Resolution Signed: 02/02/2026

AEPD Reference Number: EXP202519154

Sanction Procedure Number: PD-00001-2026 

Fine Amount: €0

Full Description

The Incident (The Healthcare Data Delay): A citizen submitted a formal request to the Madrid Regional Health Department (Consejería de Sanidad de la Comunidad de Madrid) exercising their right of access under Article 15 GDPR. The request sought access to personal health data held by the public health authority. Despite the legal requirement to respond within one month (30 days) under Article 12.3 GDPR, the Health Department failed to respond within the statutory deadline.

The Complaint: After receiving no response within the required timeframe, the citizen filed a complaint with the AEPD on 14 September 2025, alleging that the Health Department had ignored their data access request entirely. The complainant provided documentation proving they had properly submitted the request and had received no acknowledgment or response from the public authority.

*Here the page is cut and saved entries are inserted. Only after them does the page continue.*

use crate::options::{
    with_basic_auth, with_insecure_skip_verify_tls, with_pass_credentials_all,
    with_tls_client_config, with_timeout, with_user_agent, GetterOption,
};
use anyhow::{Context, Result};
use serde::{Deserialize, Serialize};
use std::fs;
use std::path::{Path, PathBuf};
use std::time::Duration;

/// Environment-level settings loaded from `~/.config/hget/config.toml`.
///
/// Populated fields become the default options every getter handed out by
/// the registry starts from; per-call options compose on top.
#[derive(Debug, Clone, Default, PartialEq, Serialize, Deserialize)]
pub struct Settings {
    /// Default CA bundle for verifying servers.
    #[serde(default)]
    pub ca_file: Option<PathBuf>,
    /// Client certificate for mutual TLS (requires `key_file`).
    #[serde(default)]
    pub cert_file: Option<PathBuf>,
    #[serde(default)]
    pub key_file: Option<PathBuf>,
    /// Repository username; an empty string still enables Basic auth.
    #[serde(default)]
    pub username: Option<String>,
    #[serde(default)]
    pub password: Option<String>,
    #[serde(default)]
    pub user_agent: Option<String>,
    #[serde(default)]
    pub insecure_skip_tls_verify: bool,
    /// Request timeout in seconds (None or 0 = transport default).
    #[serde(default)]
    pub timeout_secs: Option<u64>,
    #[serde(default)]
    pub pass_credentials_all: bool,
    /// Register the `file` scheme.
    #[serde(default)]
    pub enable_file_scheme: bool,
}

impl Settings {
    /// Default CA bundle path, if configured.
    pub fn ca_file(&self) -> Option<&Path> {
        self.ca_file.as_deref()
    }

    /// Whether the optional `file` scheme should be registered.
    pub fn file_scheme_enabled(&self) -> bool {
        self.enable_file_scheme
    }

    /// Options derived from the populated fields, in a fixed order.
    pub fn default_options(&self) -> Vec<GetterOption> {
        let mut opts = Vec::new();
        if self.cert_file.is_some() || self.key_file.is_some() || self.ca_file.is_some() {
            opts.push(with_tls_client_config(
                self.cert_file.clone().unwrap_or_default(),
                self.key_file.clone().unwrap_or_default(),
                self.ca_file.clone().unwrap_or_default(),
            ));
        }
        if self.insecure_skip_tls_verify {
            opts.push(with_insecure_skip_verify_tls(true));
        }
        if let Some(username) = &self.username {
            opts.push(with_basic_auth(
                username.clone(),
                self.password.clone().unwrap_or_default(),
            ));
        }
        if let Some(ua) = &self.user_agent {
            opts.push(with_user_agent(ua.clone()));
        }
        if let Some(secs) = self.timeout_secs {
            opts.push(with_timeout(Duration::from_secs(secs)));
        }
        if self.pass_credentials_all {
            opts.push(with_pass_credentials_all(true));
        }
        opts
    }
}

pub fn config_path() -> Result<PathBuf> {
    let xdg_dirs = xdg::BaseDirectories::with_prefix("hget")?;
    Ok(xdg_dirs.place_config_file("config.toml")?)
}

/// Load settings from disk, creating a default file if none exists.
pub fn load_or_init() -> Result<Settings> {
    let path = config_path()?;
    if !path.exists() {
        let default_settings = Settings::default();
        let toml = toml::to_string_pretty(&default_settings)?;
        if let Some(parent) = path.parent() {
            fs::create_dir_all(parent)?;
        }
        fs::write(&path, toml)?;
        tracing::info!("created default config at {}", path.display());
        return Ok(default_settings);
    }
    load_from(&path)
}

pub fn load_from(path: &Path) -> Result<Settings> {
    let data = fs::read_to_string(path)
        .with_context(|| format!("reading {}", path.display()))?;
    let settings: Settings =
        toml::from_str(&data).with_context(|| format!("parsing {}", path.display()))?;
    Ok(settings)
}

#[cfg(test)]
mod tests {
    use super::*;
    use crate::options::{apply_options, Options};

    #[test]
    fn default_settings_have_no_options() {
        let s = Settings::default();
        assert!(s.default_options().is_empty());
        assert!(s.ca_file().is_none());
        assert!(!s.file_scheme_enabled());
    }

    #[test]
    fn settings_toml_roundtrip() {
        let s = Settings {
            ca_file: Some(PathBuf::from("/etc/hget/ca.pem")),
            username: Some("admin".to_string()),
            timeout_secs: Some(30),
            enable_file_scheme: true,
            ..Settings::default()
        };
        let toml = toml::to_string_pretty(&s).unwrap();
        let parsed: Settings = toml::from_str(&toml).unwrap();
        assert_eq!(parsed, s);
    }

    #[test]
    fn settings_toml_custom_values() {
        let toml = r#"
            ca_file = "/etc/ssl/repo-ca.pem"
            username = ""
            password = "secret"
            insecure_skip_tls_verify = true
            timeout_secs = 10
        "#;
        let s: Settings = toml::from_str(toml).unwrap();
        assert_eq!(s.ca_file(), Some(Path::new("/etc/ssl/repo-ca.pem")));
        assert!(s.insecure_skip_tls_verify);
        assert!(!s.pass_credentials_all);

        let opts = apply_options(&Options::default(), &s.default_options()).unwrap();
        assert_eq!(opts.ca_file, Some(PathBuf::from("/etc/ssl/repo-ca.pem")));
        assert!(opts.cert_file.is_none());
        assert_eq!(opts.username.as_deref(), Some(""));
        assert_eq!(opts.password.as_deref(), Some("secret"));
        assert!(opts.insecure_skip_verify_tls);
        assert_eq!(opts.timeout, Duration::from_secs(10));
    }

    #[test]
    fn load_from_file() {
        let dir = tempfile::tempdir().unwrap();
        let path = dir.path().join("config.toml");
        fs::write(&path, "user_agent = \"ci-bot/1.0\"\nenable_file_scheme = true\n").unwrap();
        let s = load_from(&path).unwrap();
        assert_eq!(s.user_agent.as_deref(), Some("ci-bot/1.0"));
        assert!(s.file_scheme_enabled());
    }

    #[test]
    fn load_from_invalid_file_names_path() {
        let dir = tempfile::tempdir().unwrap();
        let path = dir.path().join("config.toml");
        fs::write(&path, "timeout_secs = \"soon\"").unwrap();
        let err = load_from(&path).unwrap_err();
        assert!(format!("{:#}", err).contains("config.toml"));
    }
}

The Initial AEPD Investigation: Following standard procedure, the AEPD transferred the complaint to the Health Department under Article 65.4 LOPDGDD, giving them an opportunity to explain the delay and provide the requested information. When the Health Department's initial response failed to satisfy the complainant's legitimate expectations, the AEPD formally admitted the case for full investigation on 14 December 2025.

The Belated Response: Only after the AEPD opened a formal investigation did the Madrid Health Department finally respond to the citizen's access request. The department provided the requested personal data and documentation—but this response came months after the original 30-day legal deadline had expired. Essentially, the Health Department only complied with GDPR obligations when facing regulatory scrutiny, not when the citizen first exercised their rights.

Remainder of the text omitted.